**Task to complete**
Starting at the first line of the listing below and ending at the line with "- Proximity-gated contribution checks", copy each line exactly.

◆ ◆ ◆

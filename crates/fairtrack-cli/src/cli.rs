use clap::{Parser, Subcommand};
use fairtrack_core::config::{parse_radius, parse_tracking_mode, CliConfigOverrides};
use fairtrack_core::models::TrackingMode;
use std::path::PathBuf;

/// FairTrack - Proximity-gated contribution checks
#[derive(Parser, Debug)]
#[command(name = "fairtrack")]
#[command(about = "Proximity-gated contribution checks for Fairteiler points", long_about = None)]
#[command(version)]
pub struct Cli {
    /// Output results in JSON format
    #[arg(long, global = true)]
    pub json: bool,

    /// Configuration file (defaults to ./fairtrack.toml when present)
    #[arg(long, global = true, value_name = "FILE")]
    pub config: Option<PathBuf>,

    /// Proximity radius in meters
    #[arg(long, global = true, value_name = "METERS", value_parser = radius_arg)]
    pub radius: Option<f64>,

    /// Maximum number of position requests per acquisition
    #[arg(
        long,
        global = true,
        value_name = "N",
        value_parser = clap::value_parser!(u32).range(1..)
    )]
    pub max_attempts: Option<u32>,

    /// Tracking mode (continuous or one_shot)
    #[arg(long, global = true, value_parser = mode_arg)]
    pub mode: Option<TrackingMode>,

    #[command(subcommand)]
    pub command: Commands,
}

impl Cli {
    pub fn overrides(&self) -> CliConfigOverrides {
        CliConfigOverrides {
            proximity_radius_m: self.radius,
            max_attempts: self.max_attempts,
            tracking_mode: self.mode,
        }
    }
}

#[derive(Subcommand, Debug)]
pub enum Commands {
    /// Great-circle distance between two points
    Distance(DistanceArgs),

    /// Check whether a position unlocks contributions for a Fairteiler
    Check(CheckArgs),

    /// Replay a scripted device against the location tracker
    Simulate(SimulateArgs),

    /// Show the effective configuration and where each value came from
    Config,
}

#[derive(Parser, Debug)]
pub struct DistanceArgs {
    /// First point as "lat,lng"
    #[arg(allow_hyphen_values = true)]
    pub from: String,

    /// Second point as "lat,lng"
    #[arg(allow_hyphen_values = true)]
    pub to: String,
}

#[derive(Parser, Debug)]
pub struct CheckArgs {
    /// Device position as "lat,lng"
    #[arg(allow_hyphen_values = true)]
    pub position: String,

    /// Fairteiler latitude as stored (decimal degrees)
    #[arg(long, allow_hyphen_values = true)]
    pub latitude: String,

    /// Fairteiler longitude as stored (decimal degrees)
    #[arg(long, allow_hyphen_values = true)]
    pub longitude: String,
}

#[derive(Parser, Debug)]
pub struct SimulateArgs {
    /// Scenario file (TOML)
    pub scenario: PathBuf,
}

fn radius_arg(s: &str) -> Result<f64, String> {
    parse_radius(s).map_err(|e| e.to_string())
}

fn mode_arg(s: &str) -> Result<TrackingMode, String> {
    parse_tracking_mode(s).map_err(|e| e.to_string())
}

#[cfg(test)]
mod tests {
    use super::*;
    use clap::CommandFactory;

    #[test]
    fn test_cli_definition_is_valid() {
        Cli::command().debug_assert();
    }

    #[test]
    fn test_global_overrides() {
        let cli = Cli::parse_from([
            "fairtrack",
            "check",
            "48.7758,9.1829",
            "--latitude",
            "48.7758",
            "--longitude",
            "9.1829",
            "--radius",
            "30",
            "--mode",
            "one-shot",
        ]);

        let overrides = cli.overrides();
        assert_eq!(overrides.proximity_radius_m, Some(30.0));
        assert_eq!(overrides.tracking_mode, Some(TrackingMode::OneShot));
        assert_eq!(overrides.max_attempts, None);
    }

    #[test]
    fn test_rejects_bad_radius() {
        let result = Cli::try_parse_from(["fairtrack", "config", "--radius", "-3"]);
        assert!(result.is_err());
    }

    #[test]
    fn test_negative_coordinates_are_values() {
        let cli =
            Cli::parse_from(["fairtrack", "distance", "-33.8688,151.2093", "-33.8651,151.2099"]);
        match cli.command {
            Commands::Distance(args) => assert_eq!(args.from, "-33.8688,151.2093"),
            other => panic!("unexpected command: {:?}", other),
        }
    }
}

◆ ◆ ◆

**Written response**
filename crates/fairtrack-cli/src/cli.rs
use clap::{Parser, Subcommand};
use fairtrack_core::config::{parse_radius, parse_tracking_mode, CliConfigOverrides};
use fairtrack_core::models::TrackingMode;
use std::path::PathBuf;

/// FairTrack - Proximity-gated contribution checks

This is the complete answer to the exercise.